(Stored data entries)
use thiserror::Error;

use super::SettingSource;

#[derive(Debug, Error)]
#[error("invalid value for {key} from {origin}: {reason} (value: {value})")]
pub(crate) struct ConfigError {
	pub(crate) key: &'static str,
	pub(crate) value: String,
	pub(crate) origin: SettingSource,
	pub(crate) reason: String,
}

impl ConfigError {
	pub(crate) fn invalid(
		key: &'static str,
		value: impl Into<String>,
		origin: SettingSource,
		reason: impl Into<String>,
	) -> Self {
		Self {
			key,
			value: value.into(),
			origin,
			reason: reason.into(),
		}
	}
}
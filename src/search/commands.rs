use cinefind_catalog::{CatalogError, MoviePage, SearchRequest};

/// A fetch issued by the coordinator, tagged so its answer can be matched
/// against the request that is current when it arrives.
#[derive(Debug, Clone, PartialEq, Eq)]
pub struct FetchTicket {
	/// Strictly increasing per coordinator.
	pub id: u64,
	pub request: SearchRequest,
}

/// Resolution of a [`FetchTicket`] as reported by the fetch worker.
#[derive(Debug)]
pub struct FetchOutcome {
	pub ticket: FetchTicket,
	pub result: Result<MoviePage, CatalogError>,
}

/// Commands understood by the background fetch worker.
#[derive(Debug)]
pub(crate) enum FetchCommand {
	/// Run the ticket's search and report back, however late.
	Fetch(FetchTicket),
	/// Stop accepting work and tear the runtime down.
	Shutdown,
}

WORK ITEM | Once more, write out all the data above exactly as given.

TASK ANSWER |
use thiserror::Error;

use super::SettingSource;

#[derive(Debug, Error)]
#[error("invalid value for {key} from {origin}: {reason} (value: {value})")]
pub(crate) struct ConfigError {
	pub(crate) key: &'static str,
	pub(crate) value: String,
	pub(crate) origin: SettingSource,
	pub(crate) reason: String,
}

impl ConfigError {
	pub(crate) fn invalid(
		key: &'static str,
		value: impl Into<String>,
		origin: SettingSource,
		reason: impl Into<String>,
	) -> Self {
		Self {
			key,
			value: value.into(),
			origin,
			reason: reason.into(),
		}
	}
}
filename src/search/commands.rs
use cinefind_catalog::{CatalogError, MoviePage, SearchRequest};

/// A fetch issued by the coordinator, tagged so its answer can be matched
/// against the request that is current when it arrives.
#[derive(Debug, Clone, PartialEq, Eq)]
pub struct FetchTicket {
	/// Strictly increasing per coordinator.
	pub id: u64,
	pub request: SearchRequest,
}

/// Resolution of a [`FetchTicket`] as reported by the fetch worker.
#[derive(Debug)]
pub struct FetchOutcome {
	pub ticket: FetchTicket,
	pub result: Result<MoviePage, CatalogError>,
}

/// Commands understood by the background fetch worker.
#[derive(Debug)]
pub(crate) enum FetchCommand {
	/// Run the ticket's search and report back, however late.
	Fetch(FetchTicket),
	/// Stop accepting work and tear the runtime down.
	Shutdown,
}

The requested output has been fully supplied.